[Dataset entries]
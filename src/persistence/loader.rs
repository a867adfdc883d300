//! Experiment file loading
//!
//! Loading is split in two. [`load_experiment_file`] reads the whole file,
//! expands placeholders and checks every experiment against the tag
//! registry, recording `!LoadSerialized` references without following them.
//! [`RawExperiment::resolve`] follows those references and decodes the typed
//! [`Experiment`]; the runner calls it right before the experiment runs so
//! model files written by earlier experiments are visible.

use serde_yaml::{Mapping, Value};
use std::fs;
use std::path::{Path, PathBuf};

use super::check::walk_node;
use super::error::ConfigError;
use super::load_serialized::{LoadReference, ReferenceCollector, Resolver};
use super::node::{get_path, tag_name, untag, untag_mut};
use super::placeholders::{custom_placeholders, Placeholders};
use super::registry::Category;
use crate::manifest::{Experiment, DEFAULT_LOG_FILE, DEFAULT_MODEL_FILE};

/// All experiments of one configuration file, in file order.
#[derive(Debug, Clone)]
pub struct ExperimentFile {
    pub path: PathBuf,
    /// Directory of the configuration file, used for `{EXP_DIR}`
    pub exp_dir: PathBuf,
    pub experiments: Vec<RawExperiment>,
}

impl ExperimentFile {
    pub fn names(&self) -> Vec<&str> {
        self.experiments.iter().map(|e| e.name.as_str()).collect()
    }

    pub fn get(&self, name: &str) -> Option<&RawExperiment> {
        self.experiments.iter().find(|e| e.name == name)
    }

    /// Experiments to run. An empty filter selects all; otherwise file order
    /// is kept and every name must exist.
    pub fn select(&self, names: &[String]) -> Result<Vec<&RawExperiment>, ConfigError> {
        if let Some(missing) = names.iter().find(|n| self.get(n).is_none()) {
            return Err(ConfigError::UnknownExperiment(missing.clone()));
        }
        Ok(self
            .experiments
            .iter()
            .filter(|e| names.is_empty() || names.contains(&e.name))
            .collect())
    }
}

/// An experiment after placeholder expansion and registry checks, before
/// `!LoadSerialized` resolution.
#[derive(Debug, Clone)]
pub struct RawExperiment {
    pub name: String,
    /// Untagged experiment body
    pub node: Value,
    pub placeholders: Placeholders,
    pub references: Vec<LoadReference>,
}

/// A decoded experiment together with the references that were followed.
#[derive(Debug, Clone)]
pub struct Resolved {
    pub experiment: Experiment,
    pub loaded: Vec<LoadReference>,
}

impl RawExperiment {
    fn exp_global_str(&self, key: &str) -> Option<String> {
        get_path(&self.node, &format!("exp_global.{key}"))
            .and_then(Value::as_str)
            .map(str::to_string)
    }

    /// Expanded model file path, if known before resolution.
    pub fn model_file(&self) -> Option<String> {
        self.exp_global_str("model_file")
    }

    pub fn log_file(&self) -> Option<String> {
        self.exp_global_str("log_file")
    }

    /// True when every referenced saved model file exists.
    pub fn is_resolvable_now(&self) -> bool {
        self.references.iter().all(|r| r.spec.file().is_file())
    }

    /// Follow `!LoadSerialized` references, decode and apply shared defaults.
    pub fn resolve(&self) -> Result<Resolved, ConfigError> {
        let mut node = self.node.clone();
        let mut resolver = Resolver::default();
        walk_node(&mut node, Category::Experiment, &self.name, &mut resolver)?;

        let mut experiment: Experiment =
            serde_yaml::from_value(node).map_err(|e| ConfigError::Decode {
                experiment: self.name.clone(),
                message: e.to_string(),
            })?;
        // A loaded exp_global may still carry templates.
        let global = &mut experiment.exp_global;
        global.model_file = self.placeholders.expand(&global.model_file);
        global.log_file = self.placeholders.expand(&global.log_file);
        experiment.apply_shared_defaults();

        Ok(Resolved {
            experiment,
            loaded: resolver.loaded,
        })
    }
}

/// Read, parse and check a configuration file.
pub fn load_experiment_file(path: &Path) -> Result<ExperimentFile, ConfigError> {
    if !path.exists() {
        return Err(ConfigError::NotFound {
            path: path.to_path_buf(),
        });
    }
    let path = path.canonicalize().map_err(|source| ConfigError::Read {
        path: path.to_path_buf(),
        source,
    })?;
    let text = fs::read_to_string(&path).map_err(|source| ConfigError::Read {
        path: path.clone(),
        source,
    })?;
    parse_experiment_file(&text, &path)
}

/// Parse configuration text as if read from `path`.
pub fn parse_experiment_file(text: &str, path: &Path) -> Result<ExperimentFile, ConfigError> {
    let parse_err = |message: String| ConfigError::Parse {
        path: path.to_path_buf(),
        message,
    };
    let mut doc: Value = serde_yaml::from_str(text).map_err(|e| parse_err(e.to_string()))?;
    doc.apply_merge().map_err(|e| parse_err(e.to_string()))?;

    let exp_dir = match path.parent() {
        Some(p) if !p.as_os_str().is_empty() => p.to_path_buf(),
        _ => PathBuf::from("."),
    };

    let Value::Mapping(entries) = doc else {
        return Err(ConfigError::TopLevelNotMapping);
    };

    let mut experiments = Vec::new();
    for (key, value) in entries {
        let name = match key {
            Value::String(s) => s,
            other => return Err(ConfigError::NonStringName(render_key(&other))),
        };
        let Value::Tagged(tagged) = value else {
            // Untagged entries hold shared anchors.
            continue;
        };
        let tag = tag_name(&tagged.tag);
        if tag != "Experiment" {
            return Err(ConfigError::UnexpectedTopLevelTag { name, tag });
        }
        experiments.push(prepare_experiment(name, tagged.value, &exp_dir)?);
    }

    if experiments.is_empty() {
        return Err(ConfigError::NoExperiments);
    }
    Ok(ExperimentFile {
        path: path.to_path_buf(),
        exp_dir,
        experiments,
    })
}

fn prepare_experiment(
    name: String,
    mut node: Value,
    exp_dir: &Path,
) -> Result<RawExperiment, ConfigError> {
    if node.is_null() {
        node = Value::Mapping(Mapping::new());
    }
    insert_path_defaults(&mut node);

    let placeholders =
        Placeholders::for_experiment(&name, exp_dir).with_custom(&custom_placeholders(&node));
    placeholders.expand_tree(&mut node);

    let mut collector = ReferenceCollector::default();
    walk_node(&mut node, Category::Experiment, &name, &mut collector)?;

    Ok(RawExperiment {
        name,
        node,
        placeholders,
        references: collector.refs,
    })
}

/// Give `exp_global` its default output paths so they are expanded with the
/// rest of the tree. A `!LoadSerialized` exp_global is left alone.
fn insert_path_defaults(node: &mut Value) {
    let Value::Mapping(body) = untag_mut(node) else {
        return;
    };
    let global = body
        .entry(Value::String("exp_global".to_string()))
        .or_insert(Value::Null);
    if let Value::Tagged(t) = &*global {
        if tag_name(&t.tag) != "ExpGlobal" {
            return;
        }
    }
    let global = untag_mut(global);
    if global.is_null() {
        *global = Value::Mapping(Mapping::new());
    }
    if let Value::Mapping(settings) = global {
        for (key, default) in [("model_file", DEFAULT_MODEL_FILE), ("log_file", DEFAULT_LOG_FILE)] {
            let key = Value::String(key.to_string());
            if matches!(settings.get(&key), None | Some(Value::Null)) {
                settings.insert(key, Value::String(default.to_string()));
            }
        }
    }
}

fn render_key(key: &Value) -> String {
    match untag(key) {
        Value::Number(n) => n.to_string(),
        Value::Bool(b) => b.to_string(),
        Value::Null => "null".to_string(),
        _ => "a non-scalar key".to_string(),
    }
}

---

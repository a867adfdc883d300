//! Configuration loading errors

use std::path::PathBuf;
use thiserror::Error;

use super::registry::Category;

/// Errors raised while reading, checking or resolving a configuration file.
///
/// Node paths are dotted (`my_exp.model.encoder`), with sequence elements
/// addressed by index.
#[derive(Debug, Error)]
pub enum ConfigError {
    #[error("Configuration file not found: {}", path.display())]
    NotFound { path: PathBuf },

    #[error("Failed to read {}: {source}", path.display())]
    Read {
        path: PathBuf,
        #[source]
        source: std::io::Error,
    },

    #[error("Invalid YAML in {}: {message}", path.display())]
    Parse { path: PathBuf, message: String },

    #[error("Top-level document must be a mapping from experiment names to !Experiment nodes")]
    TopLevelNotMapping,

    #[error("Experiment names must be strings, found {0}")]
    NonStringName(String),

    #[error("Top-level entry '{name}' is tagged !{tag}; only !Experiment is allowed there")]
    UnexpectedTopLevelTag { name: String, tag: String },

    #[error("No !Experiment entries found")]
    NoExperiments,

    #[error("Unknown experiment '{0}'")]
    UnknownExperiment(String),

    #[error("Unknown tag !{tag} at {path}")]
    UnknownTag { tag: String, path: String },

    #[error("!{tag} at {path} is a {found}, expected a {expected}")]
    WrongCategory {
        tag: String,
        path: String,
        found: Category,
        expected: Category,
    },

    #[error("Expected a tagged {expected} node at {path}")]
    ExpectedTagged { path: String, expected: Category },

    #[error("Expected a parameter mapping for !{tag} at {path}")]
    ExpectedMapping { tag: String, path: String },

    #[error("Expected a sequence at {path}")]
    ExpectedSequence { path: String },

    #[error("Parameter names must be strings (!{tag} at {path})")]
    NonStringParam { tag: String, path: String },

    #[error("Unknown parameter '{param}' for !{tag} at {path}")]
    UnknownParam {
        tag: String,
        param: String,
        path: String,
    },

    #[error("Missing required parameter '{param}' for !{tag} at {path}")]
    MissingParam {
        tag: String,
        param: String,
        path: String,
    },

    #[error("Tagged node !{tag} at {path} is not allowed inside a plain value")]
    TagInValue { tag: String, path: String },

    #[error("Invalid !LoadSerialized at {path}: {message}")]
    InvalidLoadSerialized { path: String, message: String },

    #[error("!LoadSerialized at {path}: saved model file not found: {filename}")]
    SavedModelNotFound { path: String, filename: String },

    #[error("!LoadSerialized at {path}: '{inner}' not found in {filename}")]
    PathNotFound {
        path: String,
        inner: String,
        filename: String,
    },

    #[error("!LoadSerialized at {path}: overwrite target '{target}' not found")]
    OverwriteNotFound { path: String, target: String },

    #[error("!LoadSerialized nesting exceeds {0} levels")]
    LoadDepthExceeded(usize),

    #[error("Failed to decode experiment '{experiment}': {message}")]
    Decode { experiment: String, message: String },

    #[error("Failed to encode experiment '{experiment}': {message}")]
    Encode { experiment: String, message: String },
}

* * *

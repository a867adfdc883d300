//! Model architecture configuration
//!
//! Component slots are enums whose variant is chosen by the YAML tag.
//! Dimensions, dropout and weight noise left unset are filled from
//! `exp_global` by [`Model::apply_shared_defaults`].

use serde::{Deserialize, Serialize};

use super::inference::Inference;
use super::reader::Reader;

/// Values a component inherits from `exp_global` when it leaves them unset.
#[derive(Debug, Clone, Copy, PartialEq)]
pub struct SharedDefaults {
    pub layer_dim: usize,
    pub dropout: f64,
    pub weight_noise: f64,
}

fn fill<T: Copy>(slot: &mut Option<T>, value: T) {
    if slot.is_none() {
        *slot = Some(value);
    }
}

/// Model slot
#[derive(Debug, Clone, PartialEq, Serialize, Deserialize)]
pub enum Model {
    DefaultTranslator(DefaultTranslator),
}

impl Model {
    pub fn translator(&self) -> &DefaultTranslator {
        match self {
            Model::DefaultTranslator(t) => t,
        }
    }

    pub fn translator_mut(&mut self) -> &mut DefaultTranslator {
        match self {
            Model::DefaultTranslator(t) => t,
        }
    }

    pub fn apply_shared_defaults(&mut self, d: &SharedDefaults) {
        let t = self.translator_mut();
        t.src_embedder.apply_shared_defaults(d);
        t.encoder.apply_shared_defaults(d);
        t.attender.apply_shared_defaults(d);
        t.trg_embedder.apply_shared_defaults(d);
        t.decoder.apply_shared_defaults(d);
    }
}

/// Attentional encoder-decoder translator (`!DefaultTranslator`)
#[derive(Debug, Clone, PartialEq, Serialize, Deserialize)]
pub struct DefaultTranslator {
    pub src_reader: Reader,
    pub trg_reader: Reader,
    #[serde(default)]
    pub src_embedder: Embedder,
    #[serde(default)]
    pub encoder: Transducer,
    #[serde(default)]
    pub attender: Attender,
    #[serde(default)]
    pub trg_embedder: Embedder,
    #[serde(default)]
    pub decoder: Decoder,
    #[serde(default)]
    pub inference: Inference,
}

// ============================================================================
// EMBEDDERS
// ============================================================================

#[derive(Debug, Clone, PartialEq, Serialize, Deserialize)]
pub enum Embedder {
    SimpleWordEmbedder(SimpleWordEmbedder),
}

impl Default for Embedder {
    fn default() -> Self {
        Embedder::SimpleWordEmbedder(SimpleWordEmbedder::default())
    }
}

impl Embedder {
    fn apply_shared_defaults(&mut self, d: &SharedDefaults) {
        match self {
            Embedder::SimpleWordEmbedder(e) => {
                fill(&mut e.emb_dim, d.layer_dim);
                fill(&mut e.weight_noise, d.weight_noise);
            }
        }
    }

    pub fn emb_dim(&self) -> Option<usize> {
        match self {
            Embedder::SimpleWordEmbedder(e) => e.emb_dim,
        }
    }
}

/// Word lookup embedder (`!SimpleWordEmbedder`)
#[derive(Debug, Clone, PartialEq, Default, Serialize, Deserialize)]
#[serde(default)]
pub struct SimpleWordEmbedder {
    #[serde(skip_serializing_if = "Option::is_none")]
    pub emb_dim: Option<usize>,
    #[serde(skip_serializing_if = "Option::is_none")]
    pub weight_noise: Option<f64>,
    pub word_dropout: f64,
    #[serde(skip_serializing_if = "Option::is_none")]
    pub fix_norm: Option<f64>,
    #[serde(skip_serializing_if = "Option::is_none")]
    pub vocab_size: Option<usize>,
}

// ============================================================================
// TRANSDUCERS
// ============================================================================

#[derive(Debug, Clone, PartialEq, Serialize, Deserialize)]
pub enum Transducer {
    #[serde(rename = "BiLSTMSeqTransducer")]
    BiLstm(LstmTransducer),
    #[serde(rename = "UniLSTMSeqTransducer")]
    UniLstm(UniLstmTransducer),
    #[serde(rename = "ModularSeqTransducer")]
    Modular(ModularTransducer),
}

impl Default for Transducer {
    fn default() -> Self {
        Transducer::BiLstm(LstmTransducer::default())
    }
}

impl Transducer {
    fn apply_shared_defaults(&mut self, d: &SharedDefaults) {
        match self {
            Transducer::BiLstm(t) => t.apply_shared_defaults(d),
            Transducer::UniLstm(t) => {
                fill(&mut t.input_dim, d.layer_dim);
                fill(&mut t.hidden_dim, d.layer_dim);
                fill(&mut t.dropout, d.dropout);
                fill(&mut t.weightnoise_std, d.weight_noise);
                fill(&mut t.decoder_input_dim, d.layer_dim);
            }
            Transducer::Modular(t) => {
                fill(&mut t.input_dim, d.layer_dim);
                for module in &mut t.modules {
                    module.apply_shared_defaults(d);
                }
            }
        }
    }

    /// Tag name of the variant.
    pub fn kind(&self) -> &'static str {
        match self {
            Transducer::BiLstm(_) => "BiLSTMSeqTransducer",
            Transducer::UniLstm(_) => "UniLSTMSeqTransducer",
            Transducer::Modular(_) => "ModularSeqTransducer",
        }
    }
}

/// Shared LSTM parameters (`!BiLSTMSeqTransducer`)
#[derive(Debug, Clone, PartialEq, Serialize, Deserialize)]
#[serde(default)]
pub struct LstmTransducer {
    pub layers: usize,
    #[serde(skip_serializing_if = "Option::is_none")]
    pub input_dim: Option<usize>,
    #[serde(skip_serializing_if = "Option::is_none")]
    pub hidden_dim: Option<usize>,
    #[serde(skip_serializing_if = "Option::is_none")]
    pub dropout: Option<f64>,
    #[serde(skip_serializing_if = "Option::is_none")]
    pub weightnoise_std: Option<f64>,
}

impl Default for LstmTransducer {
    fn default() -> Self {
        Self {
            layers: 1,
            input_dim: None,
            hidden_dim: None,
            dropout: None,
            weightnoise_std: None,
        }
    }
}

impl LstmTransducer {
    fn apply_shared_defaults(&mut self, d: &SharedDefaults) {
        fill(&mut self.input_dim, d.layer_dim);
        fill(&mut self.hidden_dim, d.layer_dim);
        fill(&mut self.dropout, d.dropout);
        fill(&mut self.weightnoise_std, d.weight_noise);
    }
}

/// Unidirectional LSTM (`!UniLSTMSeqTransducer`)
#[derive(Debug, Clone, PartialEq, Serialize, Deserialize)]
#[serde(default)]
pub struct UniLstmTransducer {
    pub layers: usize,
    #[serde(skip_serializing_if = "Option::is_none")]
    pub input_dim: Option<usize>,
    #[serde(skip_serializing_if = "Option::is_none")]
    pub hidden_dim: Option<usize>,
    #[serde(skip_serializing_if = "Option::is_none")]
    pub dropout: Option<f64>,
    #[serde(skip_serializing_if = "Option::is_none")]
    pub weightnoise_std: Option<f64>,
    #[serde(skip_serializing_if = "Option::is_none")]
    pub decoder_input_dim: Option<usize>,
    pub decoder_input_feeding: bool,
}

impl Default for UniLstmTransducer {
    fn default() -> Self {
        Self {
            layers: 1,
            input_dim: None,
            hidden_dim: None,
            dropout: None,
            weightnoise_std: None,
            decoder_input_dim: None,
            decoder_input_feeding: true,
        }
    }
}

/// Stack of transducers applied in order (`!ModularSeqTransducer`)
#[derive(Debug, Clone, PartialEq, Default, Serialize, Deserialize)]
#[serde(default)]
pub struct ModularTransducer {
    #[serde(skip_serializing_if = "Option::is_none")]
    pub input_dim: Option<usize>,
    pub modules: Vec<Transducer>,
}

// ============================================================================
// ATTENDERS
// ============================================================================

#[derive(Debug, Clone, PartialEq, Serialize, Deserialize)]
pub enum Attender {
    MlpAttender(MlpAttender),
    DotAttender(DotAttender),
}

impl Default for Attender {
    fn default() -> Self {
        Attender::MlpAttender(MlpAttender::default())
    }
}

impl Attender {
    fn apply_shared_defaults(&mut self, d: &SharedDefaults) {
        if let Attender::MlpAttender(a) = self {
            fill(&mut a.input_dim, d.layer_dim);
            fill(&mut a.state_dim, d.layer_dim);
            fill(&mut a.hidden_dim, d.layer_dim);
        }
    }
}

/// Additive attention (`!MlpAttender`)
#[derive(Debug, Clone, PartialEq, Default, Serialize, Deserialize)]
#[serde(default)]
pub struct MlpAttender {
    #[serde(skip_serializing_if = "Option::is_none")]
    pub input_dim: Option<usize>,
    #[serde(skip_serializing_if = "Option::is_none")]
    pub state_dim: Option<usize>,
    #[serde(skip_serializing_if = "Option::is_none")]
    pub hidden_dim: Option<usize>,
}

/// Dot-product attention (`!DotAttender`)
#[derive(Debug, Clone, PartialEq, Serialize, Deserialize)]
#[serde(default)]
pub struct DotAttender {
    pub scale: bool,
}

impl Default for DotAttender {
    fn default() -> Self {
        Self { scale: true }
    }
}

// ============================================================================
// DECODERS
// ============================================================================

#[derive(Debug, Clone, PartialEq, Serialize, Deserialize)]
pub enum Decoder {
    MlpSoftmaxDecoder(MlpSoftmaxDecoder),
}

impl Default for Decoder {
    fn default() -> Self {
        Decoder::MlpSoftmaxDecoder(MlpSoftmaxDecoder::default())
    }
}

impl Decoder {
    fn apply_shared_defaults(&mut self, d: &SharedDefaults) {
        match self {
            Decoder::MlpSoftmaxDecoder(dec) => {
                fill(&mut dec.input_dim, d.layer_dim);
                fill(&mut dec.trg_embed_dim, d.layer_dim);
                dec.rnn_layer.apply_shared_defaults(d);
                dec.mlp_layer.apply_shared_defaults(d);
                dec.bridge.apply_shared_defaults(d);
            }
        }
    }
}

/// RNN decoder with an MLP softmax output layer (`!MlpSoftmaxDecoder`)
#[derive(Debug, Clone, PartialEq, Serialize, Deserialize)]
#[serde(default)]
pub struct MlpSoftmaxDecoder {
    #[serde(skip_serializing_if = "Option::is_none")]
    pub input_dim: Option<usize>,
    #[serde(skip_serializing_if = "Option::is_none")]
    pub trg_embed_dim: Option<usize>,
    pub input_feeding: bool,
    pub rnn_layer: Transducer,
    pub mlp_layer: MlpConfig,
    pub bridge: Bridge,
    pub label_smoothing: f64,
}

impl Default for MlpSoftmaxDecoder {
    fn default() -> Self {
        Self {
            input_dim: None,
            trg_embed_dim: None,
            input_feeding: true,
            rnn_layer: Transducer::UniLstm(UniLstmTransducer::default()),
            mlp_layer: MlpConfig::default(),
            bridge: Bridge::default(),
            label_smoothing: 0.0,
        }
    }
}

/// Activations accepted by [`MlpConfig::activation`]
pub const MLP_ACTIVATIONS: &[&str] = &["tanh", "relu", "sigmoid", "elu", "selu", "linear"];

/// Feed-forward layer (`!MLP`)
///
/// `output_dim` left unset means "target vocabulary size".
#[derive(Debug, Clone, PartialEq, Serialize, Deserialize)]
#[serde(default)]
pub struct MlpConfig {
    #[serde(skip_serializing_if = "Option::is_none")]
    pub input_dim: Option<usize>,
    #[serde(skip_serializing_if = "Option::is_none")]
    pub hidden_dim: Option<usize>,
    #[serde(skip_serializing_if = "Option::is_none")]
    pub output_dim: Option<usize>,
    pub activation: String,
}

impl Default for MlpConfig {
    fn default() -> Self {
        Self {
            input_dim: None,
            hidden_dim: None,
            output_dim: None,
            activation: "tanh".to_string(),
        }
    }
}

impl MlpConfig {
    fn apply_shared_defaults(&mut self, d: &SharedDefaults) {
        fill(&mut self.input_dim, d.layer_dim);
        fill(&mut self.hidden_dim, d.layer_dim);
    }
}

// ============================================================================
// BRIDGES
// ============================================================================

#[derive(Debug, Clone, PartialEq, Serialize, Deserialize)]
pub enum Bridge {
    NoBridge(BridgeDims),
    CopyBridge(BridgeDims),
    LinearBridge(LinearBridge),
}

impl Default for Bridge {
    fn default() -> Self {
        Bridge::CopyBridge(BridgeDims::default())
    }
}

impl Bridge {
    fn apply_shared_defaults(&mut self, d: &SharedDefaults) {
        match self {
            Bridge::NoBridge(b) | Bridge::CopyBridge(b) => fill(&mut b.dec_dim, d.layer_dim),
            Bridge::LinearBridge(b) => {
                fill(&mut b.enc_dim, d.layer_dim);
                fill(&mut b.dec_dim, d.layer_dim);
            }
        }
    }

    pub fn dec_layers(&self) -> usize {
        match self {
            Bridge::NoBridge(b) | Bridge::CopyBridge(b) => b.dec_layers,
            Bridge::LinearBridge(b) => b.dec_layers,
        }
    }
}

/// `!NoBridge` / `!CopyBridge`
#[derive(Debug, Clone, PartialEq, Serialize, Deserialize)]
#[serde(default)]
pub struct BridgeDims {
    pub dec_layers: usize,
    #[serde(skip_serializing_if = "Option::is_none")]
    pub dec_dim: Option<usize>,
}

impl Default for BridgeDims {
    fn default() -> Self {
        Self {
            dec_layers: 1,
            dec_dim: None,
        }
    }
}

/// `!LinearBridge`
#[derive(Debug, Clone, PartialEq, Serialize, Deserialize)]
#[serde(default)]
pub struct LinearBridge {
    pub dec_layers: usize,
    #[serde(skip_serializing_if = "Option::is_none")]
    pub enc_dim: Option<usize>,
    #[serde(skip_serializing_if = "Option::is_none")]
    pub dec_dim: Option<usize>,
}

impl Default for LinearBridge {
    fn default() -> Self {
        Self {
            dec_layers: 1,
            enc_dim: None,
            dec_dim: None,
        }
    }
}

* Task brief:
Give only the number of lines in the data that hold the string "must".

* Task output:
4